Yonikku was having a birthday party five months and some amount of days after his birthday, July 4. His birthday was on December 25th. He invited the big, green chicken, Webster, Mother Goose, "Bic", Chibi Star, Sunobica Supèr, Neo-Angel #1, all his ex -wives, his present wife, and a box of Kitty Litter with ____ _____(ditto) in it. Yonikku was turning 91. He hated that number so much, he liked it. He dreaded this day in years. Everyone, except his present wife, came. Yonikku was flabbergasted. In fact, his flabber hasn't been this gasted in years. He ate dyed eggs and Hollow Chocolate bunnies. He then had ____ _____ as a clown, Mother Goose as a pony, Chibi Star as the ringmaster, Neo-Angel #1 as the announcer, the big green chicken as Little Red Riding Hood, "Bic" as a pen, and the ex-wives as ex-wives. He got a heart attack from the horribly amazing performance.
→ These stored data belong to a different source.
//! Spotify Web API configuration types

use std::fmt;

use crate::{get_env_or_default, parse_env, ConfigError, ConfigResult};

/// Production Web API endpoint
pub const DEFAULT_API_URL: &str = "https://api.spotify.com/v1";

/// Production accounts (authorization) endpoint
pub const DEFAULT_ACCOUNTS_URL: &str = "https://accounts.spotify.com";

/// Spotify application credentials and endpoint settings
#[derive(Clone)]
pub struct SpotifyConfig {
    /// OAuth client ID of the registered application
    pub client_id: String,

    /// OAuth client secret of the registered application
    pub client_secret: String,

    /// Redirect URI registered in the developer dashboard
    pub redirect_uri: String,

    /// Web API base URL
    pub api_url: String,

    /// Accounts service base URL
    pub accounts_url: String,

    /// Request timeout in seconds
    pub timeout_secs: u64,

    /// Maximum attempts per request before giving up on transient failures
    pub max_retries: u32,
}

impl fmt::Debug for SpotifyConfig {
    fn fmt(&self, f: &mut fmt::Formatter<'_>) -> fmt::Result {
        f.debug_struct("SpotifyConfig")
            .field("client_id", &self.client_id)
            .field("client_secret", &"[REDACTED]")
            .field("redirect_uri", &self.redirect_uri)
            .field("api_url", &self.api_url)
            .field("accounts_url", &self.accounts_url)
            .field("timeout_secs", &self.timeout_secs)
            .field("max_retries", &self.max_retries)
            .finish()
    }
}

impl SpotifyConfig {
    /// Load Spotify configuration from environment variables
    ///
    /// Credentials default to empty strings; the API server decides whether
    /// that is acceptable for the current environment.
    pub fn from_env() -> ConfigResult<Self> {
        let config = Self {
            client_id: get_env_or_default("SPOTIFY_CLIENT_ID", ""),
            client_secret: get_env_or_default("SPOTIFY_CLIENT_SECRET", ""),
            redirect_uri: get_env_or_default(
                "SPOTIFY_REDIRECT_URI",
                "http://127.0.0.1:8080/auth/callback",
            ),
            api_url: get_env_or_default("SPOTIFY_API_URL", DEFAULT_API_URL),
            accounts_url: get_env_or_default("SPOTIFY_ACCOUNTS_URL", DEFAULT_ACCOUNTS_URL),
            timeout_secs: parse_env("SPOTIFY_TIMEOUT", 15)?,
            max_retries: parse_env("SPOTIFY_MAX_RETRIES", 4)?,
        };

        for (name, value) in [
            ("SPOTIFY_REDIRECT_URI", &config.redirect_uri),
            ("SPOTIFY_API_URL", &config.api_url),
            ("SPOTIFY_ACCOUNTS_URL", &config.accounts_url),
        ] {
            if !(value.starts_with("http://") || value.starts_with("https://")) {
                return Err(ConfigError::InvalidUrl(
                    name.to_string(),
                    format!("expected an http(s) URL, got '{}'", value),
                ));
            }
        }

        Ok(config)
    }

    /// Create a configuration pointing both API and accounts endpoints at a
    /// single base URL (useful for testing against a mock server)
    pub fn with_base_url(base_url: impl Into<String>) -> Self {
        let base_url = base_url.into();
        Self {
            client_id: "test-client-id".to_string(),
            client_secret: "test-client-secret".to_string(),
            redirect_uri: "http://127.0.0.1:8080/auth/callback".to_string(),
            api_url: format!("{}/v1", base_url.trim_end_matches('/')),
            accounts_url: base_url,
            timeout_secs: 5,
            max_retries: 3,
        }
    }

    /// Check if application credentials are present
    pub fn has_credentials(&self) -> bool {
        !self.client_id.trim().is_empty() && !self.client_secret.trim().is_empty()
    }

    /// Get the full URL of a Web API endpoint
    pub fn api_endpoint(&self, path: &str) -> String {
        let base = self.api_url.trim_end_matches('/');
        let path = path.trim_start_matches('/');
        format!("{}/{}", base, path)
    }

    /// Get the full URL of an accounts service endpoint
    pub fn accounts_endpoint(&self, path: &str) -> String {
        let base = self.accounts_url.trim_end_matches('/');
        let path = path.trim_start_matches('/');
        format!("{}/{}", base, path)
    }
}

impl Default for SpotifyConfig {
    fn default() -> Self {
        Self {
            client_id: String::new(),
            client_secret: String::new(),
            redirect_uri: "http://127.0.0.1:8080/auth/callback".to_string(),
            api_url: DEFAULT_API_URL.to_string(),
            accounts_url: DEFAULT_ACCOUNTS_URL.to_string(),
            timeout_secs: 15,
            max_retries: 4,
        }
    }
}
Sunobica Supèr took him to the cemetery to get better. Yonikku soon gained consciousness but found himself in a box underground. Meanwhile, a widow was crying at her husband's grave next to Yonikku's. Yonikku came out quickly and ran like a frightened Frankenstein. It was still 12-25-??. He came home to find a cake full of roaches and kitty litter. "Bic" told the Japanese Pug that (s) he was a Japanese pug. That made the Japanese Pug mad and showed it by running into a wall. Webster ate some bamboo in a martini glass filled with metal beads. Yonikku was sent roses by his wife. Then after everyone left, he read Science Interactions in his busy and spare time. He then called everyone in the U.S. that he was not middle-aged anymore. His kind lived to be 72 years, 5 months, 2 weeks, 6 days, 3 hours, 59 minutes, and 1 second.